W Jaworzynie Śląskiej doszło do wycieku gazu z podziemnej infrastruktury. Strażacy ewakuowali działkowców i wyznaczyli strefę ochronną. Potem doszło do zapalenia się gazu. Ranni zostali dwaj pracownicy zakładu gazownictwa, którzy z oparzeniami zostali przewiezieni do szpitala.
Młodszy brygadier Łukasz Grzelak z PSP w Świdnicy przekazał TVN24, że strażacy otrzymali zgłoszenie o wycieku gazu przy ulicy Ceglanej o godzinie 16.19.
Wyciek miał miejsce przy ogródkach działkowych. Poinformował, że na miejsce skierowano dziewięć jednostek straży pożarnej oraz grupę chemiczną z Wrocławia. Strażacy zabezpieczyli miejsce i ewakuowali około 30 działkowiczów.

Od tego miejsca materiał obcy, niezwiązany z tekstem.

impl<C: SocketConnector> TransportClient<C> {
    pub fn new(connector: C, policy: ReconnectPolicy) -> Self {
        let (state, _) = watch::channel(ConnectionState::Disconnected);
        Self {
            connector: Arc::new(connector),
            policy,
            handlers: Arc::new(HandlerRegistry::default()),
            state: Arc::new(state),
            channel: None,
            driver: None,
            cancel: CancellationToken::new(),
        }
    }

    /// Register a handler for one inbound message kind. Handlers run on the driver task.
    pub fn on_message<F>(&self, kind: InboundKind, handler: F)
    where
        F: Fn(&InboundMessage) + Send + Sync + 'static,
    {
        self.handlers.register(kind, Arc::new(handler));
    }

    pub fn state(&self) -> ConnectionState {
        *self.state.borrow()
    }

    pub fn watch_state(&self) -> watch::Receiver<ConnectionState> {
        self.state.subscribe()
    }

    /// Connect, register `identity`, and start the driver task.
    ///
    /// A failed first connection is returned to the caller and leaves the state
    /// DISCONNECTED; only established connections are reconnected automatically.
    pub async fn open(
        &mut self,
        identity: impl Into<String>,
    ) -> Result<OutboundChannel, TransportError> {
        if let Some(channel) = self.active_channel() {
            return Ok(channel);
        }
        let identity = identity.into();

        set_state(&self.state, ConnectionState::Connecting);
        let connection =
            match connect_and_register(self.connector.as_ref(), &identity, &self.policy).await {
                Ok(connection) => connection,
                Err(error) => {
                    warn!(%error, "Initial connection failed");
                    set_state(&self.state, ConnectionState::Disconnected);
                    return Err(error);
                }
            };
        set_state(&self.state, ConnectionState::Open);

        let (commands, receiver) = mpsc::channel(COMMAND_BUFFER);
        let session_cancel = self.cancel.child_token();
        let driver = Driver {
            connector: Arc::clone(&self.connector),
            identity,
            policy: self.policy.clone(),
            handlers: Arc::clone(&self.handlers),
            state: Arc::clone(&self.state),
            commands: receiver,
            cancel: session_cancel,
        };
        self.driver = Some(tokio::spawn(driver.run(connection)));

        let channel = OutboundChannel {
            commands,
            state: self.state.subscribe(),
        };
        self.channel = Some(channel.clone());
        Ok(channel)
    }

    pub async fn send(&self, message: OutboundMessage) -> Result<(), TransportError> {
        match &self.channel {
            Some(channel) => channel.send(message).await,
            None => Err(TransportError::NotConnected),
        }
    }

    /// Close locally. The state becomes CLOSED_FINAL and no reconnect is scheduled.
    pub async fn close(&mut self, reason: impl Into<String>) -> Result<(), TransportError> {
        if let Some(channel) = self.channel.take() {
            channel.close(reason).await;
        }
        set_state(&self.state, ConnectionState::ClosedFinal);
        self.closed().await
    }

    /// Wait for the driver task to finish and return its terminal result.
    pub async fn closed(&mut self) -> Result<(), TransportError> {
        let Some(driver) = self.driver.take() else {
            return Ok(());
        };
        let outcome = driver.await;
        self.channel = None;
        match outcome {
            Ok(result) => result,
            Err(join_error) => Err(TransportError::Closed {
                code: super::connector::ABNORMAL_CLOSURE,
                reason: format!("transport task failed: {join_error}"),
            }),
        }
    }

    fn active_channel(&self) -> Option<OutboundChannel> {
        let running = self
            .driver
            .as_ref()
            .is_some_and(|driver| !driver.is_finished());
        if running {
            self.channel.clone()
        } else {
            None
        }
    }
}
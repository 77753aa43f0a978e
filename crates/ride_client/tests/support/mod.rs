#![allow(dead_code)]

pub mod api;
pub mod connector;
pub mod source;
use thiserror::Error;

use super::source::PositionError;
use super::store::StoreError;
use crate::error::ErrorKind;

#[derive(Debug, Clone, PartialEq, Error)]
pub enum LocationError {
    #[error("location permission denied: {0}")]
    PermissionDenied(String),
    #[error("position unavailable: {0}")]
    PositionUnavailable(String),
    #[error("position request timed out: {0}")]
    Timeout(String),
    /// No live sample and no fresh cached location.
    #[error("location unavailable: {0}")]
    LocationUnavailable(String),
    #[error("location acquisition cancelled")]
    Cancelled,
    #[error(transparent)]
    Store(#[from] StoreError),
}

impl LocationError {
    pub fn kind(&self) -> ErrorKind {
        match self {
            LocationError::PermissionDenied(_) => ErrorKind::Permission,
            LocationError::PositionUnavailable(_) | LocationError::Timeout(_) => {
                ErrorKind::Transient
            }
            LocationError::Cancelled => ErrorKind::BusinessOutcome,
            // Returned only after the attempt budget and the cache are both spent.
            LocationError::LocationUnavailable(_) | LocationError::Store(_) => ErrorKind::Fatal,
        }
    }
}

impl From<PositionError> for LocationError {
    fn from(err: PositionError) -> Self {
        match err {
            PositionError::PermissionDenied(reason) => LocationError::PermissionDenied(reason),
            PositionError::PositionUnavailable(reason) => {
                LocationError::PositionUnavailable(reason)
            }
            PositionError::Timeout(after) => {
                LocationError::Timeout(format!("no fix within {after:?}"))
            }
        }
    }
}
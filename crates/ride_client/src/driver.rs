//! Driver-side session on top of the transport: location streaming and the
//! status, booking-response and trip-completion reports.

use std::time::Duration;

use chrono::Utc;
use ride_core::booking::BookingId;
use ride_core::message::{DriverStatus, InboundKind, InboundMessage, OutboundMessage, WireLocation};
use ride_core::position::PositionSample;
use tokio::time::MissedTickBehavior;
use tokio_util::sync::CancellationToken;
use tracing::{debug, info, warn};

use crate::config::ReconnectPolicy;
use crate::location::{PositionRequest, PositionSource};
use crate::transport::{ConnectionState, SocketConnector, TransportClient, TransportError};

/// Summary of a finished [`DriverSession::stream_locations`] run.
#[derive(Debug, Clone, Copy, Default, PartialEq, Eq)]
pub struct StreamReport {
    pub sent: u64,
    /// Ticks skipped because no fix was available or the link was down.
    pub skipped: u64,
}

pub struct DriverSession<C: SocketConnector> {
    driver_id: String,
    transport: TransportClient<C>,
}

impl<C: SocketConnector> DriverSession<C> {
    pub fn new(driver_id: impl Into<String>, connector: C, policy: ReconnectPolicy) -> Self {
        Self {
            driver_id: driver_id.into(),
            transport: TransportClient::new(connector, policy),
        }
    }

    pub fn driver_id(&self) -> &str {
        &self.driver_id
    }

    pub fn state(&self) -> ConnectionState {
        self.transport.state()
    }

    pub fn on_message<F>(&self, kind: InboundKind, handler: F)
    where
        F: Fn(&InboundMessage) + Send + Sync + 'static,
    {
        self.transport.on_message(kind, handler);
    }

    /// Open the transport and register as this driver.
    pub async fn connect(&mut self) -> Result<(), TransportError> {
        self.transport.open(self.driver_id.clone()).await?;
        info!(driver_id = %self.driver_id, "Driver session connected");
        Ok(())
    }

    pub async fn report_location(&self, sample: &PositionSample) -> Result<(), TransportError> {
        self.transport
            .send(OutboundMessage::LocationReport {
                driver_id: self.driver_id.clone(),
                location: WireLocation {
                    latitude: sample.latitude,
                    longitude: sample.longitude,
                    timestamp: Some(sample.captured_at),
                },
            })
            .await
    }

    pub async fn report_status(&self, status: DriverStatus) -> Result<(), TransportError> {
        self.transport
            .send(OutboundMessage::StatusReport {
                driver_id: self.driver_id.clone(),
                status,
                timestamp: Utc::now(),
            })
            .await
    }

    pub async fn respond_to_booking(
        &self,
        booking_id: &BookingId,
        accepted: bool,
    ) -> Result<(), TransportError> {
        self.transport
            .send(OutboundMessage::BookingResponse {
                driver_id: self.driver_id.clone(),
                booking_id: booking_id.clone(),
                accepted,
                timestamp: Utc::now(),
            })
            .await
    }

    pub async fn complete_trip(&self, booking_id: &BookingId) -> Result<(), TransportError> {
        self.transport
            .send(OutboundMessage::TripCompletion {
                driver_id: self.driver_id.clone(),
                booking_id: booking_id.clone(),
                timestamp: Utc::now(),
            })
            .await
    }

    /// Sample `source` once per `interval` and report each fix until `cancel` fires.
    ///
    /// Position failures and a temporarily down link skip the tick. The stream
    /// ends with an error once the transport is closed for good.
    pub async fn stream_locations<S: PositionSource>(
        &self,
        source: &S,
        interval: Duration,
        request: PositionRequest,
        cancel: CancellationToken,
    ) -> Result<StreamReport, TransportError> {
        let mut report = StreamReport::default();
        let mut ticker = tokio::time::interval(interval);
        ticker.set_missed_tick_behavior(MissedTickBehavior::Delay);

        loop {
            tokio::select! {
                biased;
                _ = cancel.cancelled() => {
                    info!(sent = report.sent, skipped = report.skipped, "Location stream stopped");
                    return Ok(report);
                }
                _ = ticker.tick() => {}
            }

            if self.transport.state() == ConnectionState::ClosedFinal {
                return Err(TransportError::Closed {
                    code: crate::transport::ABNORMAL_CLOSURE,
                    reason: "transport closed while streaming".to_string(),
                });
            }

            let sample = tokio::select! {
                biased;
                _ = cancel.cancelled() => return Ok(report),
                sample = source.request_position(request) => sample,
            };
            let sample = match sample {
                Ok(sample) => sample,
                Err(error) => {
                    debug!(%error, "No fix for location report");
                    report.skipped += 1;
                    continue;
                }
            };

            match self.report_location(&sample).await {
                Ok(()) => report.sent += 1,
                Err(TransportError::NotConnected) => {
                    debug!("Link down, skipping location report");
                    report.skipped += 1;
                }
                Err(error) => {
                    warn!(%error, "Location report failed");
                    report.skipped += 1;
                }
            }
        }
    }

    pub async fn close(&mut self) -> Result<(), TransportError> {
        self.transport.close("driver signed off").await
    }

    /// Wait until the transport ends on its own.
    pub async fn closed(&mut self) -> Result<(), TransportError> {
        self.transport.closed().await
    }
}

Po przybyciu na miejsce pogotowia gazowego podjęto próbę zakręcenia zaworu, jednak gaz się zapalił. Poszkodowanych zostało dwóch pracowników zakładu - mówił Grzelak TVN24.
Poszkodowani z oparzeniami zostali przewiezieni do szpitala - poinformowała mł. asp. Magdalena Ząbek z KPP w Świdnicy, cytowana przez portal swidnica24.
Przed godziną 22 strażacy poinformowali, że udało się ugasić pożar i nie ma już żadnego zagrożenia.